* _EXERCISE_
The first line of the entries below, the line containing "impl From<PageParams> for", and every line between them should be repeated exactly, and nothing else.

* _Stored items_
^^^^^^^^^^^^^^^^

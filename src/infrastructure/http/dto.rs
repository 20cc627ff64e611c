//! Data Transfer Objects

use serde::{Deserialize, Serialize};
use utoipa::{IntoParams, ToSchema};

use crate::application::{ListUsers, UserDetails};
use crate::domain::Page;

// ============================================================================
// User DTOs
// ============================================================================

/// 用户
#[derive(Debug, Clone, Serialize, Deserialize, PartialEq, Eq, ToSchema)]
pub struct UserResponse {
    pub id: i64,
    pub name: String,
    pub email: String,
}

impl From<UserDetails> for UserResponse {
    fn from(user: UserDetails) -> Self {
        Self {
            id: user.id,
            name: user.name,
            email: user.email,
        }
    }
}

/// 创建用户请求，name 与 email 均为必填
#[derive(Debug, Deserialize, ToSchema)]
pub struct CreateUserRequest {
    pub name: String,
    pub email: String,
}

/// 分页查询参数
///
/// 按原始字符串接收，无法解析为整数的值视为未提供
#[derive(Debug, Default, Deserialize, IntoParams)]
#[into_params(parameter_in = Query)]
pub struct PageParams {
    /// 页码，从 1 开始，默认 1
    #[param(value_type = Option<i64>)]
    pub page: Option<String>,
    /// 每页条数，默认 20
    #[param(value_type = Option<i64>)]
    pub size: Option<String>,
}

fn parse_lenient(raw: Option<String>) -> Option<i64> {
    raw.and_then(|value| value.parse().ok())
}

impl From<PageParams> for ListUsers {
    fn from(params: PageParams) -> Self {
        Self {
            page: parse_lenient(params.page),
            size: parse_lenient(params.size),
        }
    }
}

/// 分页响应
#[derive(Debug, Serialize, Deserialize, ToSchema)]
pub struct PageResponse<T> {
    pub items: Vec<T>,
    pub page: i64,
    pub size: i64,
    pub total: i64,
}

impl<T, U: Into<T>> From<Page<U>> for PageResponse<T> {
    fn from(page: Page<U>) -> Self {
        Self {
            items: page.items.into_iter().map(Into::into).collect(),
            page: page.page,
            size: page.size,
            total: page.total,
        }
    }
}
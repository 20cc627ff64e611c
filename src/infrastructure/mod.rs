//! Infrastructure Layer - 基础设施层
//!
//! 提供所有端口的具体实现

pub mod http;
pub mod memory;
pub mod persistence;

pub use memory::InMemoryUserRepository;
pub use persistence::sqlite::SqliteUserRepository;
//! Repository Ports - 出站端口
//!
//! 定义数据持久化的抽象接口
//! 具体实现在 infrastructure 层（SQLite / 内存）

use async_trait::async_trait;
use thiserror::Error;

use crate::domain::PageRequest;

/// Repository 错误
#[derive(Debug, Error)]
pub enum RepositoryError {
    /// 唯一约束冲突（如重复邮箱）
    #[error("Duplicate entity: {0}")]
    Duplicate(String),

    /// 连接池耗尽，等待超时
    #[error("Connection pool timed out: {0}")]
    PoolTimeout(String),

    #[error("Database error: {0}")]
    DatabaseError(String),
}

// ============================================================================
// User Repository
// ============================================================================

/// 用户实体（用于持久化）
#[derive(Debug, Clone, PartialEq, Eq)]
pub struct UserRecord {
    pub id: i64,
    pub name: String,
    pub email: String,
}

/// 待插入的用户（id 由存储生成）
#[derive(Debug, Clone, PartialEq, Eq)]
pub struct NewUserRecord {
    pub name: String,
    pub email: String,
}

/// User Repository Port
#[async_trait]
pub trait UserRepositoryPort: Send + Sync {
    /// 分页获取用户（按 id 升序），同时返回总数
    async fn fetch_page(
        &self,
        page: &PageRequest,
    ) -> Result<(Vec<UserRecord>, i64), RepositoryError>;

    /// 根据 ID 查找用户
    async fn find_by_id(&self, id: i64) -> Result<Option<UserRecord>, RepositoryError>;

    /// 插入用户，返回带生成 ID 的记录
    ///
    /// 邮箱重复时返回 `RepositoryError::Duplicate`
    async fn insert(&self, user: &NewUserRecord) -> Result<UserRecord, RepositoryError>;

    /// 删除用户，返回是否有行被删除
    async fn delete_by_id(&self, id: i64) -> Result<bool, RepositoryError>;

    /// 用户总数
    async fn count(&self) -> Result<i64, RepositoryError>;
}
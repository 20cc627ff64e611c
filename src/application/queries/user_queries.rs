//! User Queries

/// 获取用户详情查询
#[derive(Debug, Clone)]
pub struct GetUser {
    pub user_id: i64,
}

/// 分页列出用户查询
///
/// page/size 缺省时分别为 1 和 20
#[derive(Debug, Clone, Default)]
pub struct ListUsers {
    pub page: Option<i64>,
    pub size: Option<i64>,
}
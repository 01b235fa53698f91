//! Testing utilities for the story pipelines.
//!
//! This module provides tools for integration testing:
//! - `RecordingPublisher`, a channel stand-in that records every post
//! - `TestHarness` for running submissions and admin commands end to end

use crate::config::{BotConfig, PublishMode};
use crate::intake::SubmitOutcome;
use crate::moderation::{AdminError, PublishOutcome};
use crate::publish::{PublishError, Publisher};
use crate::record::{StoryId, StoryRecord};
use crate::service::{StoryDesk, StoryService};
use crate::store::StoreError;
use async_trait::async_trait;
use std::path::Path;
use std::sync::{Arc, Mutex};
use std::time::Duration;

/// User id the harness configures as the only admin.
pub const ADMIN_ID: i64 = 1000;

/// How a [`RecordingPublisher`] answers.
#[derive(Debug, Clone)]
pub enum PublisherBehavior {
    Succeed,
    Fail(PublishError),
    /// Never answer within any reasonable timeout.
    Stall,
}

/// A publisher that records what it was asked to post.
///
/// Attempts are recorded whether or not they succeed.
pub struct RecordingPublisher {
    behavior: Mutex<PublisherBehavior>,
    attempts: Mutex<Vec<String>>,
}

impl RecordingPublisher {
    pub fn new() -> Self {
        Self::with_behavior(PublisherBehavior::Succeed)
    }

    pub fn failing() -> Self {
        Self::with_behavior(PublisherBehavior::Fail(PublishError::Unreachable(
            "channel is down".to_string(),
        )))
    }

    pub fn with_behavior(behavior: PublisherBehavior) -> Self {
        Self {
            behavior: Mutex::new(behavior),
            attempts: Mutex::new(Vec::new()),
        }
    }

    /// Change how later publish calls behave.
    pub fn set_behavior(&self, behavior: PublisherBehavior) {
        *self.behavior.lock().unwrap_or_else(|e| e.into_inner()) = behavior;
    }

    /// Every text passed to `publish`, in call order.
    pub fn attempts(&self) -> Vec<String> {
        self.attempts
            .lock()
            .unwrap_or_else(|e| e.into_inner())
            .clone()
    }

    pub fn attempt_count(&self) -> usize {
        self.attempts.lock().unwrap_or_else(|e| e.into_inner()).len()
    }
}

impl Default for RecordingPublisher {
    fn default() -> Self {
        Self::new()
    }
}

#[async_trait]
impl Publisher for RecordingPublisher {
    async fn publish(&self, text: &str) -> Result<(), PublishError> {
        self.attempts
            .lock()
            .unwrap_or_else(|e| e.into_inner())
            .push(text.to_string());

        let behavior = self
            .behavior
            .lock()
            .unwrap_or_else(|e| e.into_inner())
            .clone();

        match behavior {
            PublisherBehavior::Succeed => Ok(()),
            PublisherBehavior::Fail(e) => Err(e),
            PublisherBehavior::Stall => {
                tokio::time::sleep(Duration::from_secs(24 * 60 * 60)).await;
                Ok(())
            }
        }
    }
}

/// Test harness wiring a [`StoryService`] to a [`RecordingPublisher`].
pub struct TestHarness {
    pub service: StoryService,
    pub publisher: Arc<RecordingPublisher>,
}

impl TestHarness {
    /// Create a harness whose story log lives in `dir`, with [`ADMIN_ID`] as
    /// the only admin.
    pub async fn new(dir: impl AsRef<Path>, mode: PublishMode) -> Result<Self, StoreError> {
        let config = BotConfig::new("@test_channel")
            .with_mode(mode)
            .with_admins([ADMIN_ID])
            .with_stories_path(dir.as_ref().join("stories.jsonl"))
            .with_publish_timeout(Duration::from_secs(2));

        Self::with_config(config).await
    }

    /// Create a harness from a complete config.
    pub async fn with_config(config: BotConfig) -> Result<Self, StoreError> {
        let publisher = Arc::new(RecordingPublisher::new());
        let service = StoryService::new(config, publisher.clone()).await?;
        Ok(Self { service, publisher })
    }

    /// Submit as a regular user.
    pub async fn submit(&self, author_id: i64, handle: Option<&str>, text: &str) -> SubmitOutcome {
        self.service
            .submit(author_id, handle.map(str::to_string), text)
            .await
    }

    /// `/list` as the admin.
    pub async fn admin_list(&self, count: usize) -> Result<Vec<StoryRecord>, AdminError> {
        self.service.list_recent(ADMIN_ID, count).await
    }

    /// `/post` as the admin.
    pub async fn admin_publish(&self, id: u64) -> Result<PublishOutcome, AdminError> {
        self.service.publish_by_id(ADMIN_ID, StoryId(id)).await
    }

    /// Number of stories in the log.
    pub async fn stored_count(&self) -> usize {
        self.service.store().len().await.unwrap_or(0)
    }

    /// Number of publish attempts seen by the channel.
    pub fn publish_attempts(&self) -> usize {
        self.publisher.attempt_count()
    }
}

// ============================================================================
// Assertion Helpers
// ============================================================================

/// Assert that the channel received exactly `expected` publish attempts.
#[track_caller]
pub fn assert_publish_attempts(harness: &TestHarness, expected: usize) {
    let actual = harness.publish_attempts();
    assert_eq!(
        actual, expected,
        "Expected {expected} publish attempts, got {actual}"
    );
}

/// Assert that nothing posted to the channel mentions `needle`.
#[track_caller]
pub fn assert_never_published(harness: &TestHarness, needle: &str) {
    for post in harness.publisher.attempts() {
        assert!(
            !post.contains(needle),
            "Expected '{needle}' to never be published, found it in {post:?}"
        );
    }
}

#[cfg(test)]
mod tests {
    use super::*;

    #[tokio::test]
    async fn test_recording_publisher_records_failures_too() {
        let publisher = RecordingPublisher::failing();

        assert!(publisher.publish("one").await.is_err());
        publisher.set_behavior(PublisherBehavior::Succeed);
        assert!(publisher.publish("two").await.is_ok());

        assert_eq!(publisher.attempts(), vec!["one", "two"]);
    }

    #[tokio::test]
    async fn test_harness_basic_flow() {
        let dir = tempfile::TempDir::new().unwrap();
        let harness = TestHarness::new(dir.path(), PublishMode::Auto).await.unwrap();

        let outcome = harness.submit(1, Some("alice"), "  Hello  ").await;

        assert_eq!(outcome, SubmitOutcome::SavedAndPublished(StoryId(1)));
        assert_eq!(harness.stored_count().await, 1);
        assert_eq!(harness.publisher.attempts(), vec!["📝 Story #1\n\nHello"]);
        assert_never_published(&harness, "alice");
    }
}
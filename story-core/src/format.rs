//! Text shown to the channel and to admins, plus parsing of admin arguments.

use crate::record::{StoryId, StoryRecord};
use thiserror::Error;

/// How many stories `/list` shows when no usable count is given.
pub const DEFAULT_LIST_COUNT: usize = 10;

/// Characters of story text shown per entry in `/list`.
pub const PREVIEW_CHARS: usize = 100;

/// Telegram rejects messages longer than 4096 characters.
pub const MESSAGE_LIMIT: usize = 4000;

/// The channel post for a story: a header with its number, then the text.
///
/// Nothing about the author goes into the post.
pub fn publication_text(record: &StoryRecord) -> String {
    format!("📝 Story #{}\n\n{}", record.id, record.text)
}

/// Admin listing of the given stories, in the order given.
pub fn recent_listing(records: &[StoryRecord]) -> String {
    if records.is_empty() {
        return "📭 No stories saved yet.".to_string();
    }

    let mut out = format!("📋 Last {} stories:\n\n", records.len());
    for record in records {
        out.push_str(&format!("ID: {} | {}\n", record.id, record.ts_short()));
        out.push_str(&format!("📝 {}\n\n", record.preview(PREVIEW_CHARS)));
    }
    out.push_str("\nUse /post ID to publish a story.");
    out
}

/// Split `text` into chunks of at most `limit` characters.
pub fn split_message(text: &str, limit: usize) -> Vec<String> {
    if limit == 0 || text.chars().count() <= limit {
        return vec![text.to_string()];
    }

    let chars: Vec<char> = text.chars().collect();
    chars
        .chunks(limit)
        .map(|chunk| chunk.iter().collect())
        .collect()
}

/// Count argument of `/list`: defaults when missing, not a number, or zero.
pub fn parse_count(arg: Option<&str>) -> usize {
    arg.and_then(|a| a.trim().parse::<usize>().ok())
        .filter(|&n| n > 0)
        .unwrap_or(DEFAULT_LIST_COUNT)
}

/// Problems with the argument of `/post`.
#[derive(Debug, Clone, PartialEq, Eq, Error)]
pub enum IdArgError {
    #[error("❌ Specify the story ID: /post ID")]
    Missing,

    #[error("❌ The ID must be a number.")]
    NotANumber,
}

/// Identifier argument of `/post`.
pub fn parse_story_id(arg: Option<&str>) -> Result<StoryId, IdArgError> {
    let arg = arg.map(str::trim).filter(|a| !a.is_empty()).ok_or(IdArgError::Missing)?;
    arg.parse().map_err(|_| IdArgError::NotANumber)
}
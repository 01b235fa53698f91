//! Durability and ordering tests for the story log.
//!
//! Run with: `cargo test -p story-core --test store_persistence`

use std::sync::Arc;
use story_core::testing::{RecordingPublisher, TestHarness};
use story_core::{BotConfig, PublishMode, RecordStore, StoryDesk, StoryId, StoryService};
use tempfile::TempDir;

#[tokio::test]
async fn test_ids_survive_restart() {
    let dir = TempDir::new().unwrap();
    let path = dir.path().join("stories.jsonl");

    {
        let store = RecordStore::open(&path).await.unwrap();
        store.append(1, Some("alice".into()), "A").await.unwrap();
        store.append(2, None, "B").await.unwrap();
    }

    let reopened = RecordStore::open(&path).await.unwrap();
    let next = reopened.append(3, None, "C").await.unwrap();

    assert_eq!(next.id, StoryId(3));
    let texts: Vec<_> = reopened
        .list_all()
        .await
        .unwrap()
        .into_iter()
        .map(|r| r.text)
        .collect();
    assert_eq!(texts, vec!["A", "B", "C"]);
}

#[tokio::test]
async fn test_two_stores_on_one_file_see_each_other() {
    let dir = TempDir::new().unwrap();
    let path = dir.path().join("stories.jsonl");

    let first = RecordStore::open(&path).await.unwrap();
    let second = RecordStore::open(&path).await.unwrap();

    assert_eq!(first.append(1, None, "one").await.unwrap().id, StoryId(1));
    assert_eq!(second.append(2, None, "two").await.unwrap().id, StoryId(2));
    assert_eq!(first.lookup(StoryId(2)).await.unwrap().unwrap().text, "two");
}

#[tokio::test]
async fn test_concurrent_appends_get_distinct_sequential_ids() {
    let dir = TempDir::new().unwrap();
    let store = Arc::new(RecordStore::open(dir.path().join("stories.jsonl")).await.unwrap());

    let mut handles = Vec::new();
    for author in 0..25 {
        let store = store.clone();
        handles.push(tokio::spawn(async move {
            store
                .append(author, None, format!("story from {author}"))
                .await
                .unwrap()
                .id
        }));
    }

    let mut ids = Vec::new();
    for handle in handles {
        ids.push(handle.await.unwrap());
    }
    ids.sort();

    let expected: Vec<_> = (1..=25).map(StoryId).collect();
    assert_eq!(ids, expected);

    // Log order matches identifier order.
    let logged: Vec<_> = store.list_all().await.unwrap().into_iter().map(|r| r.id).collect();
    assert_eq!(logged, expected);
}

#[tokio::test(flavor = "multi_thread", worker_threads = 4)]
async fn test_concurrent_submissions_through_service() {
    let dir = TempDir::new().unwrap();
    let config = BotConfig::new("@test_channel")
        .with_mode(PublishMode::Manual)
        .with_stories_path(dir.path().join("stories.jsonl"));
    let service = Arc::new(
        StoryService::new(config, Arc::new(RecordingPublisher::new()))
            .await
            .unwrap(),
    );

    let mut handles = Vec::new();
    for author in 0..10 {
        let service = service.clone();
        handles.push(tokio::spawn(async move {
            service.submit(author, None, "concurrent").await
        }));
    }

    let mut ids = Vec::new();
    for handle in handles {
        ids.push(handle.await.unwrap().story_id().unwrap());
    }
    ids.sort();
    ids.dedup();

    assert_eq!(ids.len(), 10);
    assert_eq!(ids.last(), Some(&StoryId(10)));
}

#[tokio::test]
async fn test_list_all_matches_successful_appends() {
    let dir = TempDir::new().unwrap();
    let h = TestHarness::new(dir.path(), PublishMode::Manual).await.unwrap();

    for text in ["one", "  ", "two", "", "three"] {
        h.submit(1, None, text).await;
    }

    let all = h.service.store().list_all().await.unwrap();
    let texts: Vec<_> = all.iter().map(|r| r.text.as_str()).collect();
    assert_eq!(texts, vec!["one", "two", "three"]);
}

#[tokio::test]
async fn test_reads_log_written_by_previous_bot_version() {
    let dir = TempDir::new().unwrap();
    let path = dir.path().join("stories.jsonl");
    std::fs::write(
        &path,
        concat!(
            r#"{"id": 1, "ts": "2024-03-02T18:25:43.511234", "user_id": 55, "username": "olga", "text": "Старая история"}"#,
            "\n",
            r#"{"id": 2, "ts": "2024-03-02T18:30:00.000001", "user_id": 56, "username": null, "text": "Ещё одна"}"#,
            "\n",
        ),
    )
    .unwrap();

    let store = RecordStore::open(&path).await.unwrap();
    let first = store.lookup(StoryId(1)).await.unwrap().unwrap();

    assert_eq!(first.author_id, 55);
    assert_eq!(first.author_handle.as_deref(), Some("olga"));
    assert_eq!(first.text, "Старая история");
    assert_eq!(store.append(57, None, "Новая").await.unwrap().id, StoryId(3));
}
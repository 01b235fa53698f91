//! The persisted story record.

use chrono::{DateTime, Local};
use serde::{Deserialize, Serialize};
use std::fmt;
use std::str::FromStr;

/// Sequential identifier of a stored story. The first story is #1.
#[derive(Debug, Clone, Copy, PartialEq, Eq, PartialOrd, Ord, Hash, Serialize, Deserialize)]
#[serde(transparent)]
pub struct StoryId(pub u64);

impl StoryId {
    pub const FIRST: StoryId = StoryId(1);

    /// The identifier that follows this one, or `None` once `u64` runs out.
    pub fn next(self) -> Option<StoryId> {
        self.0.checked_add(1).map(StoryId)
    }
}

impl fmt::Display for StoryId {
    fn fmt(&self, f: &mut fmt::Formatter<'_>) -> fmt::Result {
        write!(f, "{}", self.0)
    }
}

impl FromStr for StoryId {
    type Err = std::num::ParseIntError;

    fn from_str(s: &str) -> Result<Self, Self::Err> {
        s.trim().parse().map(StoryId)
    }
}

/// A single submitted story, exactly as it sits in the log.
///
/// The author fields are kept for moderation only and are never part of
/// anything the bot publishes.
#[derive(Debug, Clone, PartialEq, Serialize, Deserialize)]
pub struct StoryRecord {
    pub id: StoryId,

    /// When the store accepted the story.
    #[serde(with = "iso_timestamp")]
    pub ts: DateTime<Local>,

    #[serde(alias = "user_id")]
    pub author_id: i64,

    #[serde(default, alias = "username")]
    pub author_handle: Option<String>,

    pub text: String,
}

impl StoryRecord {
    /// The story text cut to at most `max_chars` characters, with `...`
    /// appended when something was cut.
    pub fn preview(&self, max_chars: usize) -> String {
        // Character count keeps the cut on a UTF-8 boundary.
        if self.text.chars().count() > max_chars {
            let truncated: String = self.text.chars().take(max_chars).collect();
            format!("{truncated}...")
        } else {
            self.text.clone()
        }
    }

    /// Creation time to the minute, as shown in admin listings.
    pub fn ts_short(&self) -> String {
        self.ts.format("%Y-%m-%dT%H:%M").to_string()
    }
}

/// ISO-8601 timestamps. Writes RFC 3339 with offset; also reads offset-less
/// local timestamps written by older versions of the bot.
mod iso_timestamp {
    use chrono::{DateTime, Local, NaiveDateTime, TimeZone};
    use serde::{de, Deserialize, Deserializer, Serializer};

    pub fn serialize<S: Serializer>(ts: &DateTime<Local>, serializer: S) -> Result<S::Ok, S::Error> {
        serializer.serialize_str(&ts.to_rfc3339())
    }

    pub fn deserialize<'de, D: Deserializer<'de>>(deserializer: D) -> Result<DateTime<Local>, D::Error> {
        let raw = String::deserialize(deserializer)?;

        if let Ok(ts) = DateTime::parse_from_rfc3339(&raw) {
            return Ok(ts.with_timezone(&Local));
        }

        let naive = NaiveDateTime::parse_from_str(&raw, "%Y-%m-%dT%H:%M:%S%.f")
            .map_err(|e| de::Error::custom(format!("invalid timestamp {raw:?}: {e}")))?;
        Local
            .from_local_datetime(&naive)
            .earliest()
            .ok_or_else(|| de::Error::custom(format!("nonexistent local time {raw:?}")))
    }
}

^^^^^^^^^^^^^^^^

* _ANSWER FOR THE TASK_
filename src/infrastructure/http/dto.rs
repository 20cc627ff64e611c
//! Data Transfer Objects

use serde::{Deserialize, Serialize};
use utoipa::{IntoParams, ToSchema};

use crate::application::{ListUsers, UserDetails};
use crate::domain::Page;

// ============================================================================
// User DTOs
// ============================================================================

/// 用户
#[derive(Debug, Clone, Serialize, Deserialize, PartialEq, Eq, ToSchema)]
pub struct UserResponse {
    pub id: i64,
    pub name: String,
    pub email: String,
}

impl From<UserDetails> for UserResponse {
    fn from(user: UserDetails) -> Self {
        Self {
            id: user.id,
            name: user.name,
            email: user.email,
        }
    }
}

/// 创建用户请求，name 与 email 均为必填
#[derive(Debug, Deserialize, ToSchema)]
pub struct CreateUserRequest {
    pub name: String,
    pub email: String,
}

/// 分页查询参数
///
/// 按原始字符串接收，无法解析为整数的值视为未提供
#[derive(Debug, Default, Deserialize, IntoParams)]
#[into_params(parameter_in = Query)]
pub struct PageParams {
    /// 页码，从 1 开始，默认 1
    #[param(value_type = Option<i64>)]
    pub page: Option<String>,
    /// 每页条数，默认 20
    #[param(value_type = Option<i64>)]
    pub size: Option<String>,
}

fn parse_lenient(raw: Option<String>) -> Option<i64> {
    raw.and_then(|value| value.parse().ok())
}

impl From<PageParams> for ListUsers {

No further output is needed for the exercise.